It’s an exciting time to be a criminal in the financial markets. I wish all you budding young talented, honest income redistributors (criminals) the best of luck.
A scam made in the heavens
Ok, let’s say you don’t want to do all the hard work of finding alcohol-addicted journalists, getting them drunk and manipulating them into publishing a story that Google is acquiring Suzlon. Are you wondering if there’s an easier income redistribution scheme (scam) to run? Are you kidding me? How can you even think of insulting me with a question like that? This is a professional newsletter for professional scammers. But, of course, there is a way! All you have to do is look toward the stars.
Ever since I was 7 years old, people have been telling me that I was extremely wise. It turns out it was true, and I’m really wise. In all my wiseness, here’s what I’ve figured. Most investors and traders are gullible idiots and suckers. Most of them don’t have what it takes to make money in the markets. But greed is a cruel seductress, and it keeps seducing these suckers. So people keep trying to get rich quick in the markets and fail miserably.
So typically, this is how it goes. A guy sees someone make a quick buck trading, gets seduced, decides to start trading, lose money, give up, watch CNBC for tips, go to a temple, lose more money, give up again, consult an astrologer, borrow money, find online tipsters, start trading, try black magic, lose money, find seminar guys, borrow more money, and lose it all and discover index funds. Most suckers keep donating their money for as long as they can.
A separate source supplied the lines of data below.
//! Process environment wiring, mirroring the original service's `os.getenv`
//! startup configuration.

use std::env;

#[derive(Debug, Clone)]
pub struct Config {
    pub host: String,
    pub port: u16,
    pub database_url: String,
}

impl Config {
    /// Reads `HOST`, `PORT`, `DATABASE_URL` from the environment, falling
    /// back to sensible local defaults for each.
    pub fn from_env() -> Self {
        let host = env::var("HOST").unwrap_or_else(|_| "0.0.0.0".to_string());
        let port = env::var("PORT")
            .ok()
            .and_then(|p| p.parse().ok())
            .unwrap_or(8080);
        let database_url =
            env::var("DATABASE_URL").unwrap_or_else(|_| "sqlite://holdem.db".to_string());

        Self {
            host,
            port,
            database_url,
        }
    }

    pub fn socket_addr(&self) -> String {
        format!("{}:{}", self.host, self.port)
    }
}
But the stock and F&O tipster market, even though large and profitable, is quite crowded. As a budding scamster, it’s hard to break into it. You need a new shiny hook to grab the attention of these suckers. Of late, using astrology to predict stock and Bitcoin prices has emerged as a lucrative opportunity.
Stock market astrology is nothing new. Several visionary fraudsters have been doing it for a long time. But building a large and profitable fraud enterprise was hard. But thanks to YouTube, Instagram, and Tik Tok, being a stock market astrologer fraudster guru is easier than ever.
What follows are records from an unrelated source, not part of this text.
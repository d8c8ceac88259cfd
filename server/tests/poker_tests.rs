//! End-to-end wiring tests: the real `RoomRegistry` + `ConnectionBroker` +
//! room actor + in-memory `ResultsStore`, observed the way a real websocket
//! client would — by reading JSON-encoded `ServerEvent`s off an `mpsc`
//! channel `connect_room` attached. Distinct from `room_loop`'s own
//! `#[cfg(test)]` module, which mocks the broker out entirely.
//!
//! `ServerEvent` is serialize-only (it never needs to round-trip back in),
//! so these tests inspect the raw JSON's `"type"` tag instead of
//! deserializing into the enum.

use std::sync::Arc;
use std::time::Duration;

use axum::extract::ws::Message;
use holdem_server::broker::ConnectionBroker;
use holdem_server::events::{ActionKind, ServerEvent};
use holdem_server::registry::RoomRegistry;
use holdem_server::results::ResultsStore;
use holdem_server::room_loop::{spawn_room_actor, RoomMsg};
use serde_json::Value;
use tokio::sync::mpsc;

async fn wire_two_player_room() -> (
    Arc<RoomRegistry>,
    Arc<ConnectionBroker>,
    mpsc::UnboundedReceiver<Message>,
    mpsc::UnboundedReceiver<Message>,
    mpsc::UnboundedSender<RoomMsg>,
) {
    let registry = Arc::new(RoomRegistry::new());
    registry.create_room("r1".into(), "alice").unwrap();
    registry.join_room("r1", "bob").unwrap().unwrap();

    let broker = Arc::new(ConnectionBroker::new());
    broker.ensure_room("r1");

    let room = registry.get("r1").unwrap();
    let (alice_tx, alice_rx) = mpsc::unbounded_channel();
    let (bob_tx, bob_rx) = mpsc::unbounded_channel();
    broker.connect_room(&room, "alice", alice_tx).unwrap();
    broker.connect_room(&room, "bob", bob_tx).unwrap();

    let results = Arc::new(ResultsStore::in_memory().await.unwrap());
    let room_tx = spawn_room_actor("r1".into(), registry.clone(), broker.clone(), results);

    (registry, broker, alice_rx, bob_rx, room_tx)
}

async fn recv_json(rx: &mut mpsc::UnboundedReceiver<Message>) -> Value {
    let msg = tokio::time::timeout(Duration::from_millis(500), rx.recv())
        .await
        .expect("timed out waiting for an event")
        .expect("channel closed unexpectedly");
    let Message::Text(text) = msg else {
        panic!("expected a text frame, got {msg:?}");
    };
    serde_json::from_str(&text).expect("event must be valid JSON")
}

fn event_type(event: &Value) -> &str {
    event["type"].as_str().expect("every ServerEvent carries a type tag")
}

async fn drain_until_type(rx: &mut mpsc::UnboundedReceiver<Message>, tag: &str) -> Value {
    loop {
        let event = recv_json(rx).await;
        if event_type(&event) == tag {
            return event;
        }
    }
}

#[tokio::test]
async fn connect_room_rejects_a_nickname_not_seated_at_the_table() {
    let registry = Arc::new(RoomRegistry::new());
    registry.create_room("r1".into(), "alice").unwrap();
    let broker = ConnectionBroker::new();
    broker.ensure_room("r1");
    let room = registry.get("r1").unwrap();

    let (tx, _rx) = mpsc::unbounded_channel();
    let err = broker.connect_room(&room, "mallory", tx).unwrap_err();
    assert_eq!(err.to_string(), "nickname is not a player in this room");
}

#[tokio::test]
async fn starting_a_game_reaches_both_connected_players_with_a_turn_prompt() {
    let (registry, _broker, mut alice_rx, mut bob_rx, room_tx) = wire_two_player_room().await;

    room_tx.send(RoomMsg::StartGame).unwrap();

    let alice_turn = drain_until_type(&mut alice_rx, "turn").await;
    let bob_turn = drain_until_type(&mut bob_rx, "turn").await;
    assert_eq!(
        alice_turn["current_player"], bob_turn["current_player"],
        "both players see the same broadcast turn event"
    );

    let room = registry.get("r1").unwrap();
    assert!(room.active_hand.is_some());
}

#[tokio::test]
async fn a_private_send_reaches_only_its_named_recipient() {
    let (_registry, broker, mut alice_rx, mut bob_rx, _room_tx) = wire_two_player_room().await;

    broker.send_to(
        "r1",
        "alice",
        &ServerEvent::Error {
            message: "malformed message".to_string(),
        },
    );

    let event = recv_json(&mut alice_rx).await;
    assert_eq!(event_type(&event), "error");
    assert_eq!(event["message"], "malformed message");
    assert!(
        bob_rx.try_recv().is_err(),
        "send_to must not leak to other connections in the room"
    );
}

#[tokio::test]
async fn folding_ends_the_hand_and_both_viewers_see_the_result() {
    let (registry, _broker, mut alice_rx, mut bob_rx, room_tx) = wire_two_player_room().await;

    room_tx.send(RoomMsg::StartGame).unwrap();
    drain_until_type(&mut alice_rx, "turn").await;

    let current = registry
        .get("r1")
        .unwrap()
        .active_hand
        .unwrap()
        .current_actor()
        .unwrap()
        .to_string();

    room_tx
        .send(RoomMsg::Action {
            nick: current,
            action: ActionKind::Fold,
            amount: None,
        })
        .unwrap();

    drain_until_type(&mut alice_rx, "hand_result").await;
    drain_until_type(&mut bob_rx, "hand_result").await;
}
Take the case of Maren Altman. At just 22, she already has over a million followers on Tik Tok and 1.3 lakh subscribers on YouTube. So she quite smartly figured out that this Crypto is a growth area and started posting Bitcoin and crypto astrological predictions:
In early January, Maren read bitcoin’s chart, using its creation date, Jan. 3, 2009. “New moon in Capricorn, January 13th, looks big for bitcoin,” Maren says in the video. “Little before that … Saturn will join the bitcoin Mercury exact by degree on January 11th, which looks like some corrections with Mercury and Saturn. It could be news about something that leads to a drop momentarily. But with this new moon, sun moon Pluto, right on top of bitcoin’s Jupiter, this is like atomic-level new beginning.”
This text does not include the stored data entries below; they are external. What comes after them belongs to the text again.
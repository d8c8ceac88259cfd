use axum::http::StatusCode;
use axum::response::{IntoResponse, Response};
use serde::Serialize;
use thiserror::Error;

use holdem_engine::RoomError;

/// Broker-level failures, surfaced when a websocket connection tries to
/// attach to a room.
#[derive(Error, Debug, Clone, PartialEq, Eq)]
pub enum BrokerError {
    #[error("no such room")]
    NoSuchRoom,
    #[error("nickname is not a player in this room")]
    NotAPlayer,
}

/// Top-level HTTP/WS error, wrapping the engine's structural `RoomError`
/// and the broker's connection errors behind one `IntoResponse` impl.
#[derive(Error, Debug, Clone)]
pub enum AppError {
    #[error(transparent)]
    Room(#[from] RoomError),
    #[error(transparent)]
    Broker(#[from] BrokerError),
    #[error("room not found")]
    NotFound,
    #[error("internal error: {0}")]
    Internal(String),
}

#[derive(Serialize)]
struct ErrorBody {
    error: String,
}

impl IntoResponse for AppError {
    fn into_response(self) -> Response {
        let status = match &self {
            AppError::Room(RoomError::EmptyNickname) => StatusCode::BAD_REQUEST,
            AppError::Room(RoomError::DuplicateNickname(_)) => StatusCode::BAD_REQUEST,
            AppError::Room(RoomError::RoomFull) => StatusCode::BAD_REQUEST,
            AppError::Room(RoomError::AlreadyStarted) => StatusCode::BAD_REQUEST,
            AppError::Broker(BrokerError::NoSuchRoom) => StatusCode::NOT_FOUND,
            AppError::Broker(BrokerError::NotAPlayer) => StatusCode::BAD_REQUEST,
            AppError::NotFound => StatusCode::NOT_FOUND,
            AppError::Internal(_) => StatusCode::INTERNAL_SERVER_ERROR,
        };
        let body = ErrorBody {
            error: self.to_string(),
        };
        (status, axum::Json(body)).into_response()
    }
}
Though Maren claims in the video that she isn’t offering financial advice, many of the comments on the post suggest some take it that way. “Looks like it’s invest o’clock,” one user wrote. “Ik this isn’t financial advice but can you do some finance tiktoks because i trust you and i wanna invest,” read another comment.
Not just Maren, meet Crypto Damus, the Nostradamus of crypto. He’s built a thriving business charging $100 for his Astro crypto research. And then meet Mahendra Sharma, who is also known as Astro Jim Simmons. He’s apparently made 13228% with 90% accuracy using Astro nature cycles.
So, if you need an easier way to scam people being an Astro guru like MJ Bharat, who’s built a successful business, is a lucrative opportunity.
The key to MJ’s success is his charisma. That and his ability to successfully convince gullible idiots that the bullshit he is saying is actually useful. Just check the comments in the video.
As long as human greed exists, there will be an endless supply of gullible idiots. As an aspiring scamster, their gullibility is your margin.
Pivot until you make…away with all the money!
Ok, what if I told you there was an amazing new way to make money where people literally beg you to take their money? So, here’s what you need to pull this income redistribution scheme (scam). A grand idea, I’m not talking neo-bank grand, I’m talking curing cancer and asteroid mining grand. Then target a venture capitalist who buys bullshit more than numbers, like Softbank. The next thing is important, so pay attention.
You need to give a speech. You need to give a speech so rousing and so inspirational that it’ll make Masayoshi San wet his adult diapers a little. A speech so great that it has to make Masayoshi Son’s left kidney tremble with joy. So much joy that he has to excuse himself in the middle of the pitch to pass off those two kidney stones that were stuck in his left kidney since he heard Adam Neuman pitch We Work. In the end, Masa should get up, take out his wallet and throw $2 billion at you like you’re a hot male stripper from Bihar.
And then, you can give yourself a fat salary and run the company to the ground like Katerra, for example, and cash out. Michael Marks raised over $2 billion, promising to revolutionize the construction industry. Katerra initially started off trying to streamline the construction material supply chain by cutting out the middleman and going directly to the factories, but the model didn’t work. So it then pivoted to manufacturing pre-fab houses and buildings:
I’m sure the construction world looked astonishingly primitive, and modernizing it became another key part of Katerra’s value proposition. Instead of laboriously constructing buildings one at a time, by hand, buildings would be built the way everything else was built – prefabricated in a factory, designed specifically to be manufactured as efficiently as possible. Instead of designing buildings from scratch every single time, Katerra would have building products: standard, off the shelf buildings that could be customized for a client’s needs, the same way mass produced cars offer a wide variety of trim options.Construction Physics
The company filed for bankruptcy after several acquisitions, 3457689 pivots, and $2 billion down the drain. This was such a spectacular failure that Masa regretted investing. Masa has a lot of regrets. So it takes something special. From happily passing kidney stones to cold regret, that takes some doing.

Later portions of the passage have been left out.